TACOMA — The state is being sued by relatives of a rape-murder victim who say the sex offender charged with killing the mother of three had not been properly monitored.
The case, filed Friday in Pierce County Superior Court, stems from the killing of Deborah Lee Funk, 40, at her apartment in Federal Way on April 15, 2000.
King County prosecutors charged Roy Elexie Webbe, now 33, a transient with aggravated first-degree murder in December. He has been found mentally unable to stand trial and remains at Western State Hospital.
Funk’s family previously filed a $15 million claim. The lawsuit does not specify a dollar amount.
Jack Connelly, the lawyer who filed the lawsuit, wrote in court papers that community corrections officers should have taken action when Webbe flunked three monthly drug tests and refused to undergo a court-ordered mental health evaluation.
The officers also are accused of failing to visit Webbe at his home as required to verify that he was meeting the conditions of his release from prison.
Bodies recovered on Mount Adams: Two bodies were recovered Tuesday from the 9,000-foot level of Mount Adams, and authorities believe they could be the remains of two climbers lost more than 20 years ago. The bodies were chipped out of the ice on Crescent Glacier on Tuesday afternoon, said volunteer Mark Delagasse with the search and rescue division of the Yakima County Sheriff’s Department. The initial report that a body had been found on the 12,276-foot mountain in southwest Washington came from a climber on Sunday, and was confirmed Monday by a U.S. Forest Service ranger. The remains were taken to the county morgue for identification. Two men, Matt Larson, 25, and Gary Claeys, 28, were reported missing Nov. 14, 1980, in the same area where the bodies were found.

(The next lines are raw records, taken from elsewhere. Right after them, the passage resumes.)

//! Guess selection strategies
//!
//! Defines the Strategy trait and the greedy letter-overlap heuristic.

use crate::core::Word;
use rustc_hash::FxHashSet;

/// Distinct letters that have appeared in any guess so far
pub type LetterSet = FxHashSet<u8>;

/// A strategy for picking the next guess from the surviving candidates
pub trait Strategy {
    /// Select the next guess
    ///
    /// Returns `None` only if `candidates` is empty.
    fn select_guess<'a>(&self, candidates: &[&'a Word], guessed: &LetterSet) -> Option<&'a Word>;
}

/// Greedy overlap-minimising strategy
///
/// Picks the candidate sharing the fewest letters (duplicates counted) with
/// everything guessed so far, hoping to expose still-unknown letters. It
/// ignores positional and duplicate-letter structure, so it is a heuristic,
/// not an optimal policy.
///
/// Ties go to the first candidate in iteration order. Solver sessions keep
/// candidates in dictionary order, so ties resolve to the lexicographically
/// smallest word.
#[derive(Debug, Clone, Copy, Default)]
pub struct OverlapStrategy;

impl Strategy for OverlapStrategy {
    fn select_guess<'a>(&self, candidates: &[&'a Word], guessed: &LetterSet) -> Option<&'a Word> {
        candidates
            .iter()
            .copied()
            .min_by_key(|word| letter_overlap(word, guessed))
    }
}

/// Number of letters in `word` (counting duplicates) already guessed
///
/// # Examples
/// ```
/// use wordle_greedy::core::Word;
/// use wordle_greedy::solver::{LetterSet, letter_overlap};
///
/// let guessed: LetterSet = "slate".bytes().collect();
/// assert_eq!(letter_overlap(&Word::new("erase").unwrap(), &guessed), 4);
/// assert_eq!(letter_overlap(&Word::new("ukase").unwrap(), &guessed), 3);
/// ```
#[must_use]
pub fn letter_overlap(word: &Word, guessed: &LetterSet) -> usize {
    word.chars().iter().filter(|&&c| guessed.contains(&c)).count()
}
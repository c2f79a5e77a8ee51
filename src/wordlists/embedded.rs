//! Embedded word list
//!
//! Dictionary compiled into the binary at build time.

// Include generated word list from build script
include!(concat!(env!("OUT_DIR"), "/words.rs"));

Auditors criticize secret purchase: The city council violated state open meeting laws by voting behind closed doors on the purchase of a downtown building, the state auditor says. The city leaders bought the building housing the Rail Tavern, across the city from City Hall, for $122,409 in December 1999. City officials have expressed a desire to replace the tavern and three nearby bars with more upscale businesses. On the advice of a lawyer, municipal officials did not disclose that the city was the buyer. There was no public vote on the transaction, nor was it announced. "When the city council used the executive session to conceal the purchase of property with public funds, it denied the public the right to be informed about city operations and to have a say in them," auditors wrote in a report released Friday. Council members said the seller would have raised the price if he knew the buyer was the city. The audit does not affect the purchase, nor is the auditor empowered to assess penalties.